Изменить стиль страницы

– Она моя жена, и я понесу ее сам, – сказал Корд, крепче прижимая Селин к себе.

– Убить его? – мгновение спустя спросил Бобо.

Корд посмотрел через плечо. Бобо прижал мачете к шее молодого раба. Филип тихо всхлипывал, его глаза расширились словно два блюдца.

Корд долго и тяжело смотрел на юношу, обдумывая предложение Бобо. Умирающая Селин лежала у него на руках. «Как легко вынести обвинительный приговор этому мальчишке», – подумал он, прекрасно сознавая, что большинство плантаторов, не колеблясь ни минуты, повесили бы этого раба. Он имел полное право вершить суд у себя на плантации, но, глядя на дрожащего юношу, понимал, что смерть Филипа не спасет Селин. Только Господь мог совершить это чудо. И он не хотел сейчас гневить Бога.

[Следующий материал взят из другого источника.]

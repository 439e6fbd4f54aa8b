//! Keeps remote players' entities in step with what their owners report.
//!
//! Peers are never authoritative over each other. A remote entity is driven
//! by replaying the impulses its owner accepted, and when the owner's queue
//! drains it sends its position so drift on a single axis can be corrected by
//! queueing extra copies of the last impulse.

use std::collections::HashMap;
use std::sync::Arc;

use blastar_shared::{
    entity::{Entity, EntityHooks, EntityId},
    impulse::Impulse,
    manager::EntityManager,
    math::IVec2,
    net::{ClientMsg, PeerBody, PeerMsg},
    render::SpriteSet,
    wire::{EntitySnapshot, SyncPayload},
};
use tokio::sync::mpsc;
use tracing::{debug, info, trace, warn};

use crate::game::PLAYER_ID;

/// Messages waiting to go out to the relay.
pub type Outbox = mpsc::UnboundedSender<ClientMsg>;

/// Most impulse copies a single position sync may queue.
pub const MAX_REPLAYED_IMPULSES: usize = 1024;

/// Whether the receive loop keeps going.
#[derive(Debug, Clone, Copy, PartialEq, Eq)]
pub enum Dispatch {
    Continue,
    Stop,
}

/// Result of comparing a peer entity to a reported position.
#[derive(Debug, Clone, Copy, PartialEq)]
pub enum Reconciliation {
    InSync,
    /// `count` copies of the reported impulse were queued.
    Corrected { count: usize },
    /// Both axes disagree; left alone.
    Diagonal { dx: i64, dy: i64 },
    /// The impulse has no motion on the drifting axis.
    ZeroRate,
}

/// Single-axis correction of `entity` towards a reported position.
///
/// The integer error `entity - reported` on the one drifting axis is divided
/// by the impulse's rate on that axis. The magnitude, truncated, is the
/// number of copies queued, bypassing the stack-depth cap.
pub fn reconcile(entity: &mut Entity, sync: &SyncPayload) -> Reconciliation {
    let current = entity.position().trunc();
    let dx = i64::from(current.x) - i64::from(sync.position.x);
    let dy = i64::from(current.y) - i64::from(sync.position.y);

    let (error, rate) = match (dx, dy) {
        (0, 0) => return Reconciliation::InSync,
        (error, 0) => (error, sync.impulse.x),
        (0, error) => (error, sync.impulse.y),
        (dx, dy) => return Reconciliation::Diagonal { dx, dy },
    };

    let steps = (error as f32 / rate).abs();
    if !steps.is_finite() {
        return Reconciliation::ZeroRate;
    }
    let count = (steps.trunc() as usize).min(MAX_REPLAYED_IMPULSES);
    entity.enqueue_repeated(&sync.impulse, count);
    Reconciliation::Corrected { count }
}

/// Applies relayed messages to the local simulation.
pub struct SyncController {
    local_player: EntityId,
    peers: HashMap<u8, EntityId>,
    outbox: Outbox,
    peer_hooks: Arc<dyn EntityHooks>,
    peer_dimensions: IVec2,
    peer_sprites: SpriteSet,
}

impl SyncController {
    pub fn new(
        local_player: EntityId,
        outbox: Outbox,
        peer_hooks: Arc<dyn EntityHooks>,
        peer_dimensions: IVec2,
        peer_sprites: SpriteSet,
    ) -> Self {
        Self {
            local_player,
            peers: HashMap::new(),
            outbox,
            peer_hooks,
            peer_dimensions,
            peer_sprites,
        }
    }

    /// Entity of the peer with relay index `sender`, if it joined.
    pub fn peer(&self, sender: u8) -> Option<EntityId> {
        self.peers.get(&sender).copied()
    }

    pub fn peer_count(&self) -> usize {
        self.peers.len()
    }

    /// Decodes and applies one relayed datagram. Malformed datagrams are
    /// logged and skipped.
    pub fn handle_datagram(&mut self, datagram: &[u8], manager: &mut EntityManager) -> Dispatch {
        match PeerMsg::decode(datagram) {
            Ok(msg) => self.handle(msg, manager),
            Err(e) => {
                warn!(error = %e, len = datagram.len(), "Dropping malformed datagram");
                Dispatch::Continue
            }
        }
    }

    pub fn handle(&mut self, msg: PeerMsg, manager: &mut EntityManager) -> Dispatch {
        let sender = msg.sender;
        match msg.body {
            PeerBody::Join(snapshot) => self.on_join(sender, &snapshot, manager),
            PeerBody::Impulse(impulse) => self.on_impulse(sender, impulse, manager),
            PeerBody::PositionSync(sync) => self.on_position_sync(sender, &sync, manager),
            PeerBody::Unhandled(tag) => {
                info!(sender, tag, "Unhandled packet type, closing receive loop");
                return Dispatch::Stop;
            }
        }
        Dispatch::Continue
    }

    fn on_join(&mut self, sender: u8, snapshot: &EntitySnapshot, manager: &mut EntityManager) {
        if self.peers.contains_key(&sender) {
            debug!(sender, "Duplicate join ignored");
            return;
        }

        // Answer so the newcomer learns about us too.
        match manager.get(self.local_player) {
            Some(player) => {
                if self.outbox.send(ClientMsg::Join(player.snapshot())).is_err() {
                    warn!("Outbox closed, join reply dropped");
                }
            }
            None => warn!(sender, "Local player gone, not answering join"),
        }

        let peer = Entity::from_snapshot(
            format!("{PLAYER_ID}_{sender}"),
            snapshot,
            self.peer_dimensions,
            self.peer_hooks.clone(),
        )
        .with_sprites(self.peer_sprites);
        let id = manager.summon(peer);
        self.peers.insert(sender, id);
        info!(sender, x = snapshot.x, y = snapshot.y, "Peer joined");
    }

    fn on_impulse(&mut self, sender: u8, impulse: Impulse, manager: &mut EntityManager) {
        let Some(peer) = self.peer_entity(sender, manager) else {
            warn!(sender, "Impulse from unknown peer");
            return;
        };
        if !peer.add_force(impulse) {
            trace!(sender, "Peer force queue full, impulse dropped");
        }
    }

    fn on_position_sync(&mut self, sender: u8, sync: &SyncPayload, manager: &mut EntityManager) {
        let Some(peer) = self.peer_entity(sender, manager) else {
            warn!(sender, "Position sync from unknown peer");
            return;
        };
        match reconcile(peer, sync) {
            Reconciliation::InSync => trace!(sender, "Peer in sync"),
            Reconciliation::Corrected { count } => {
                debug!(sender, count, "Queued correcting impulses");
                if count == MAX_REPLAYED_IMPULSES {
                    warn!(sender, "Correction capped");
                }
            }
            Reconciliation::Diagonal { dx, dy } => {
                warn!(sender, dx, dy, "Diagonal drift, not corrected");
            }
            Reconciliation::ZeroRate => {
                warn!(
                    sender,
                    impulse = %sync.impulse,
                    "Drifting axis has no rate, not corrected"
                );
            }
        }
    }

    fn peer_entity<'m>(
        &self,
        sender: u8,
        manager: &'m mut EntityManager,
    ) -> Option<&'m mut Entity> {
        let id = self.peers.get(&sender)?;
        manager.get_mut(*id)
    }
}

#[cfg(test)]
mod tests {
    use blastar_shared::{
        entity::{EntityParams, NoHooks, MAX_SNAPSHOT_STACK_DEPTH},
        manager::SimulationRules,
        math::Vec2,
        net::relay_frame,
        wire::PositionSync,
    };

    use super::*;

    fn setup() -> (
        SyncController,
        EntityManager,
        mpsc::UnboundedReceiver<ClientMsg>,
    ) {
        let mut manager = EntityManager::headless(SimulationRules {
            tick_on_summon_and_kill: false,
            ..SimulationRules::default()
        });
        let local = manager.summon(Entity::new(
            PLAYER_ID,
            EntityParams {
                position: Vec2::new(400.0, 400.0),
                dimensions: IVec2::new(32, 32),
                max_stack_depth: 1,
                max_speed: 5.0,
                falloff: 0.1,
            },
            Arc::new(NoHooks),
        ));
        let (tx, rx) = mpsc::unbounded_channel();
        let controller = SyncController::new(
            local,
            tx,
            Arc::new(NoHooks),
            IVec2::new(32, 32),
            SpriteSet::default(),
        );
        (controller, manager, rx)
    }

    fn join(controller: &mut SyncController, manager: &mut EntityManager, sender: u8, x: u32) {
        let snap = EntitySnapshot {
            x,
            y: 50,
            max_stack_depth: 1,
            max_speed: 5,
            falloff: 0.1,
        };
        let datagram = relay_frame(sender, &ClientMsg::Join(snap).encode());
        assert_eq!(controller.handle_datagram(&datagram, manager), Dispatch::Continue);
    }

    #[test]
    fn join_summons_peer_and_answers() {
        let (mut controller, mut manager, mut rx) = setup();
        join(&mut controller, &mut manager, 2, 50);

        let id = controller.peer(2).unwrap();
        let peer = manager.get(id).unwrap();
        assert_eq!(peer.id(), "Player_2");
        assert_eq!(peer.position(), Vec2::new(50.0, 50.0));

        match rx.try_recv().unwrap() {
            ClientMsg::Join(snap) => assert_eq!((snap.x, snap.y), (400, 400)),
            other => panic!("expected join reply, got {other:?}"),
        }
    }

    #[test]
    fn duplicate_join_is_ignored() {
        let (mut controller, mut manager, mut rx) = setup();
        join(&mut controller, &mut manager, 1, 50);
        join(&mut controller, &mut manager, 1, 60);
        assert_eq!(controller.peer_count(), 1);
        assert_eq!(manager.len(), 2);
        assert!(rx.try_recv().is_ok());
        assert!(rx.try_recv().is_err());
    }

    #[test]
    fn impulse_drives_known_peer_only() {
        let (mut controller, mut manager, _rx) = setup();
        let imp = Impulse::new(1.0, 0.0, 0.1, false, 5.0);
        let from_stranger = relay_frame(9, &ClientMsg::Impulse(imp.clone()).encode());
        assert_eq!(
            controller.handle_datagram(&from_stranger, &mut manager),
            Dispatch::Continue
        );

        join(&mut controller, &mut manager, 1, 50);
        let datagram = relay_frame(1, &ClientMsg::Impulse(imp).encode());
        controller.handle_datagram(&datagram, &mut manager);
        let peer = manager.get(controller.peer(1).unwrap()).unwrap();
        assert_eq!(peer.force_queue().len(), 1);
    }

    #[test]
    fn single_axis_drift_queues_copies() {
        let (mut controller, mut manager, _rx) = setup();
        join(&mut controller, &mut manager, 1, 50);
        let sync = SyncPayload {
            position: PositionSync { x: 40, y: 50 },
            impulse: Impulse::new(-2.0, 0.0, 0.1, false, 5.0),
        };
        let datagram = relay_frame(1, &ClientMsg::PositionSync(sync).encode());
        controller.handle_datagram(&datagram, &mut manager);

        let peer = manager.get(controller.peer(1).unwrap()).unwrap();
        assert_eq!(peer.force_queue().len(), 5);
        assert!(peer.force_queue().iter().all(|f| f.x == -2.0));
    }

    #[test]
    fn diagonal_and_zero_rate_drift_are_left_alone() {
        let (_controller, mut manager, _rx) = setup();
        let id = manager.entities()[0].handle();
        let entity = manager.get_mut(id).unwrap();

        let diagonal = SyncPayload {
            position: PositionSync { x: 390, y: 390 },
            impulse: Impulse::new(-2.0, -2.0, 0.1, false, 5.0),
        };
        assert_eq!(
            reconcile(entity, &diagonal),
            Reconciliation::Diagonal { dx: 10, dy: 10 }
        );

        let zero = SyncPayload {
            position: PositionSync { x: 390, y: 400 },
            impulse: Impulse::new(0.0, 1.0, 0.1, false, 5.0),
        };
        assert_eq!(reconcile(entity, &zero), Reconciliation::ZeroRate);

        let exact = SyncPayload {
            position: PositionSync { x: 400, y: 400 },
            impulse: Impulse::new(3.0, 0.0, 0.1, false, 5.0),
        };
        assert_eq!(reconcile(entity, &exact), Reconciliation::InSync);
        assert!(entity.force_queue().is_empty());
    }

    #[test]
    fn join_with_huge_stack_depth_is_capped() {
        let (mut controller, mut manager, _rx) = setup();
        let snap = EntitySnapshot {
            x: 10,
            y: 10,
            max_stack_depth: u32::MAX,
            max_speed: 5,
            falloff: 0.1,
        };
        let datagram = relay_frame(1, &ClientMsg::Join(snap).encode());
        assert_eq!(
            controller.handle_datagram(&datagram, &mut manager),
            Dispatch::Continue
        );

        let peer = manager.get(controller.peer(1).unwrap()).unwrap();
        assert_eq!(peer.max_stack_depth(), MAX_SNAPSHOT_STACK_DEPTH);
    }

    #[test]
    fn join_at_the_far_edge_of_the_wire_range() {
        let (mut controller, mut manager, _rx) = setup();
        join(&mut controller, &mut manager, 1, u32::MAX);
        manager.tick();

        let peer = manager.get(controller.peer(1).unwrap()).unwrap();
        assert_eq!(peer.collision_box().bottom_right().x, i32::MAX);
    }

    #[test]
    fn nan_impulse_is_dropped_before_it_reaches_the_queue() {
        let (mut controller, mut manager, _rx) = setup();
        join(&mut controller, &mut manager, 1, 50);

        let imp = Impulse::new(1.0, 0.0, 0.1, false, 5.0);
        let good = relay_frame(1, &ClientMsg::Impulse(imp).encode());
        let mut poisoned = good.to_vec();
        poisoned[2..6].copy_from_slice(&f32::NAN.to_be_bytes());
        assert_eq!(
            controller.handle_datagram(&poisoned, &mut manager),
            Dispatch::Continue
        );
        let id = controller.peer(1).unwrap();
        assert!(manager.get(id).unwrap().force_queue().is_empty());

        controller.handle_datagram(&good, &mut manager);
        assert_eq!(manager.get(id).unwrap().force_queue().len(), 1);
    }

    #[test]
    fn unhandled_tag_stops_the_loop() {
        let (mut controller, mut manager, _rx) = setup();
        assert_eq!(
            controller.handle_datagram(&[0, 5], &mut manager),
            Dispatch::Stop
        );
        assert_eq!(
            controller.handle_datagram(&[0, 1, 0], &mut manager),
            Dispatch::Continue
        );
    }
}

– Возьми его с собой, – бросил Корд через плечо, отворачиваясь.

Юноша с облегчением выдохнул и что-то забормотал вне себя от радости.

Широкими шагами Бобо обогнал Корда. Высоко подняв над головой факел, он пошел впереди, освещая хозяину путь к дому по только что прорубленной в зарослях тропе.

* * *

Она умирала и знала это. Умирала на костре. В аду. Ее трясло от холода. Селин попыталась что-то сказать, громко протестовать против боли, которая волнами прокатывалась по ее телу. Она только обрадуется смерти. Чему угодно!

Ей казалось, что она движется, пробирается в темноте по болоту. Где же звезды? Даже в самые ужасные дни плавания на небе светили звезды, по которым можно было ориентироваться. Сейчас вокруг была только темнота.

Она наконец заставила мысли оторваться от боли, позволила себе отдаться теплым рукам, которые, как ей казалось, обняли ее. Из-за боли перед глазами у нее стояла слепяще-красная завеса, но за ней Селин виделся Новый Орлеан, его улицы, собор святого Людовика, рыночная площадь. Старик Марсель – зеленщик. Она молча улыбнулась ему в знак благодарности.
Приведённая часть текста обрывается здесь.